The article you cited begs the question: which course are you teaching? Your (contemporaneous course) or the next course they might take? Clearly, you have course objectives for your (contemporaneous) course. If students meet those objectives, they ought to get better grades and you ought to get better ratings. After all, many faculty believe (correctly, I think) that the best measure of teaching is learning. The question is how do students do in the follow-on course? If the contemporaneous course objectives are adequate preparation for the follow on course, students who do well in the contemporaneous course should do well in the follow-on. If not, there is probably a mis-match between the objectives. That is a problem for the curriculum committee in your department.

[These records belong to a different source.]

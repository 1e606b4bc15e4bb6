//! API client for communicating with the identity-bearing REST API.
//!
//! This module provides the `ApiClient` struct for the authentication
//! endpoints and for arbitrary bearer-authenticated JSON requests.

use std::time::Duration;

use async_trait::async_trait;
use reqwest::{header, Client, Method};
use serde::{de::DeserializeOwned, Serialize};
use tracing::debug;

use super::models::{DataEnvelope, ErrorEnvelope, LoginCredentials, TokenPair, User};
use super::ApiError;
use crate::config::AuthConfig;
use crate::error::AuthError;

// ============================================================================
// Constants
// ============================================================================

const LOGIN_PATH: &str = "/auth/login";
const REFRESH_PATH: &str = "/auth/refresh";
const LOGOUT_PATH: &str = "/auth/logout";
const ME_PATH: &str = "/users/me";

/// Token delivery mode requested from the auth endpoints.
/// "json" returns the refresh token in the body instead of a server cookie.
const TOKEN_MODE: &str = "json";

/// The remote endpoints the session layer depends on.
///
/// `refresh` must never attach an access token and must never be routed
/// through the request interceptor.
#[async_trait]
pub trait AuthApi: Send + Sync {
    /// Exchange user credentials for a token pair.
    /// A rejection is `AuthError::Authentication` with the server's error entries.
    async fn login(&self, credentials: &LoginCredentials) -> Result<TokenPair, AuthError>;

    /// Exchange a refresh token for a new token pair
    async fn refresh(&self, refresh_token: &str) -> Result<TokenPair, ApiError>;

    /// Invalidate a refresh token server-side
    async fn logout(&self, refresh_token: &str) -> Result<(), ApiError>;

    /// Fetch the user the access token belongs to
    async fn me(&self, access_token: &str) -> Result<User, ApiError>;
}

/// API client for the remote API.
/// Clone is cheap - reqwest::Client uses Arc internally for connection pooling.
#[derive(Clone)]
pub struct ApiClient {
    client: Client,
    base_url: String,
}

impl ApiClient {
    /// Create a new API client for the configured API URL
    pub fn new(config: &AuthConfig) -> Result<Self, ApiError> {
        let client = Client::builder()
            .timeout(Duration::from_secs(config.request_timeout_secs))
            .build()?;

        Ok(Self {
            client,
            base_url: config.api_url.trim_end_matches('/').to_string(),
        })
    }

    pub fn base_url(&self) -> &str {
        &self.base_url
    }

    fn url(&self, path: &str) -> String {
        if path.starts_with('/') {
            format!("{}{}", self.base_url, path)
        } else {
            format!("{}/{}", self.base_url, path)
        }
    }

    fn auth_headers(token: Option<&str>) -> Result<header::HeaderMap, ApiError> {
        let mut headers = header::HeaderMap::new();
        headers.insert(header::ACCEPT, header::HeaderValue::from_static("application/json"));
        if let Some(token) = token {
            let value = header::HeaderValue::from_str(&format!("Bearer {}", token))
                .map_err(|e| ApiError::InvalidResponse(format!("Unusable access token: {}", e)))?;
            headers.insert(header::AUTHORIZATION, value);
        }
        Ok(headers)
    }

    /// Check if response is successful, returning an error with body if not.
    async fn check_response(response: reqwest::Response) -> Result<reqwest::Response, ApiError> {
        if response.status().is_success() {
            Ok(response)
        } else {
            let status = response.status();
            let body = response.text().await.unwrap_or_default();
            Err(ApiError::from_status(status, &body))
        }
    }

    async fn parse_data<T: DeserializeOwned>(response: reqwest::Response, url: &str) -> Result<T, ApiError> {
        let text = response.text().await?;
        serde_json::from_str::<DataEnvelope<T>>(&text)
            .map(|envelope| envelope.data)
            .map_err(|e| ApiError::InvalidResponse(format!("Failed to parse response from {}: {}", url, e)))
    }

    /// Send a JSON request, optionally bearer-authenticated, and unwrap the
    /// `data` envelope of the response.
    pub async fn request_json<T, B>(
        &self,
        method: Method,
        path: &str,
        token: Option<&str>,
        body: Option<&B>,
    ) -> Result<T, ApiError>
    where
        T: DeserializeOwned,
        B: Serialize + ?Sized,
    {
        let url = self.url(path);
        let mut request = self
            .client
            .request(method.clone(), &url)
            .headers(Self::auth_headers(token)?);
        if let Some(body) = body {
            request = request.json(body);
        }

        let response = request.send().await?;
        debug!(%method, url = %url, status = %response.status(), "API response received");

        let response = Self::check_response(response).await?;
        Self::parse_data(response, &url).await
    }

    pub async fn get_json<T: DeserializeOwned>(&self, path: &str, token: Option<&str>) -> Result<T, ApiError> {
        self.request_json::<T, ()>(Method::GET, path, token, None).await
    }

    pub async fn post_json<T, B>(&self, path: &str, token: Option<&str>, body: &B) -> Result<T, ApiError>
    where
        T: DeserializeOwned,
        B: Serialize + ?Sized,
    {
        self.request_json(Method::POST, path, token, Some(body)).await
    }
}

#[async_trait]
impl AuthApi for ApiClient {
    async fn login(&self, credentials: &LoginCredentials) -> Result<TokenPair, AuthError> {
        let url = self.url(LOGIN_PATH);
        let mut body = serde_json::to_value(credentials)
            .map_err(|e| ApiError::InvalidResponse(format!("Failed to encode credentials: {}", e)))?;
        body["mode"] = serde_json::Value::from(TOKEN_MODE);

        let response = self
            .client
            .post(&url)
            .headers(Self::auth_headers(None)?)
            .json(&body)
            .send()
            .await
            .map_err(ApiError::from)?;

        let status = response.status();
        if status.is_success() {
            return Ok(Self::parse_data(response, &url).await?);
        }

        // Rejections carry an errors list; keep it whatever the status
        let text = response.text().await.unwrap_or_default();
        debug!(status = %status, "Login rejected");
        let envelope: ErrorEnvelope = serde_json::from_str(&text).unwrap_or_default();
        Err(AuthError::authentication(envelope.errors))
    }

    async fn refresh(&self, refresh_token: &str) -> Result<TokenPair, ApiError> {
        let body = serde_json::json!({
            "refresh_token": refresh_token,
            "mode": TOKEN_MODE,
        });
        self.post_json(REFRESH_PATH, None, &body).await
    }

    async fn logout(&self, refresh_token: &str) -> Result<(), ApiError> {
        let url = self.url(LOGOUT_PATH);
        let response = self
            .client
            .post(&url)
            .headers(Self::auth_headers(None)?)
            .json(&serde_json::json!({ "refresh_token": refresh_token }))
            .send()
            .await?;
        Self::check_response(response).await?;
        Ok(())
    }

    async fn me(&self, access_token: &str) -> Result<User, ApiError> {
        self.get_json(ME_PATH, Some(access_token)).await
    }
}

You mention that student evaluations are related to expected grades. Most faculty seem to think the relation is higher than it is. The literature on student evaluations shows that the correlation between ratings and expected grades ranges from .1 to .3. In other words, between 1% and 9% of the variance in ratings is attributable to expected grades. In 25 years of doing those calculations for every department/college I haven’t seen the correlations fall below .18 or go higher than .28.

That begs another question: how high should the relation be? If evaluations are a perfect measure of teaching and grades are a perfect measure of learning, and if the best measure of teaching is learning, then the correlation between teaching and learning should be closer to 1.0. Of course, neither is a perfect measure, but evaluations have been shown to have high reliability and to have high criterion validity as measured by peer reviews and common exams. Grades are more problematic as they don’t often reflect learning but other factors such as prior knowledge and class attendance among others.

Evaluations are positively related to class level. Evaluations in freshman classes are lower than sophomore classes, which are lower than junior classes, which are lower than senior classes, which are lower than graduate classes. No surprise there. Student motivation to take the course has a big influence on how much students learn, which, we’ve already established, is related to evaluations. Faculty, and probably department heads, make a big mistake in thinking that freshman course ratings can be compared to higher level course ratings.

Your article on gender bias in ratings is outdated. It may have been true in the nineties, but recent research does not find such biases. I examined ratings at A&M in 2009 and found that, overall, female instructors received higher ratings than male instructors. However, when I controlled for department and course level, the gender bias disappeared.

The real problem with student evaluations lies, not in the evaluations themselves, but how they are used. Too often they are the only measure of teaching, when, in fact, they are one measure of many. too often context, such as course level, class size, student motivation, are not considered in interpreting the ratings.